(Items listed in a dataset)
Content starts

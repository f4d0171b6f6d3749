//! Request and response payloads, grouped by API area.

pub mod certificate;
pub mod common;
pub mod communication;
pub mod devices;
pub mod diagnostics;
pub mod firmware;
pub mod grid_profile;
pub mod inverters;
pub mod network;
pub mod pcs;
pub mod status;
pub mod system_health;
pub mod whitelist;

pub use certificate::CertMqttFailed;
pub use common::{
    DatalessResponse, Failure, OperationResult, Progress, ResultSucceed, StatusResponse,
    ValueAndUnit,
};
pub use communication::{
    AccessPoint, CommSystem, CommunicationAp, CommunicationsInterfaces, Interface, NetworkStatus,
    P2pClientPaired, P2pPairMessage, P2pPairRequest, P2pPairingInfo,
};
pub use devices::{
    ClaimOperation, ClaimOperationList, DeviceDetail, DeviceFamily, DeviceList, DeviceMetadata,
    DiscoverProgress, DiscoverProgressList, DiscoveryProgress, DiscoveryRequest, InverterPayload,
    MeterPayload, SupervisorInfo,
};
pub use diagnostics::{
    PingData, PingOptions, TraceRouteObject, TracerouteOptions, TunnelOptions, TunnelStatus,
};
pub use firmware::{DataFwResponse, FirmwareUpdateRequest};
pub use grid_profile::{
    GridProfile, GridProfileDeviceStatus, GridProfileSelection, GridProfileSystemStatus, Zipcode,
};
pub use inverters::{DiscoveryInverters, InverterInventory, InverterSerial};
pub use network::{
    CellPrimaryCheck, FirewallEndpoint, FirewallSetting, FirewallSettingsConfiguration,
    GeneralSettings, InterfaceConfiguration, NetworkInterface, PingableDevice,
    PowerProductionSetting, PowerProductionStatus,
};
pub use pcs::PcsSettings;
pub use status::{
    AggregateMiProductionReading, BatteryStatus, ConsumptionMeterA, ConsumptionMeterB,
    ConsumptionMeterReading, EnergyStorageSystemStatus, EquinoxSystemStatus, EssMeter,
    EssMeterReading, EssPcsSettings, EssState, EssStatusReport, HubPlusStatus, InverterStatus,
    NameplatePower, PhaseReading, ProductionMeter, ProductionMeterReading,
};
pub use system_health::{
    CheckListItem, HealthCheckRequest, SystemHealthCheckListItem, SystemHealthCheckListStatus,
};
pub use whitelist::Whitelist;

Content ends

* Your instructions:
If a line of the records above contains the word "certificate", count it; then give the total and nothing more.

* Answer box:
2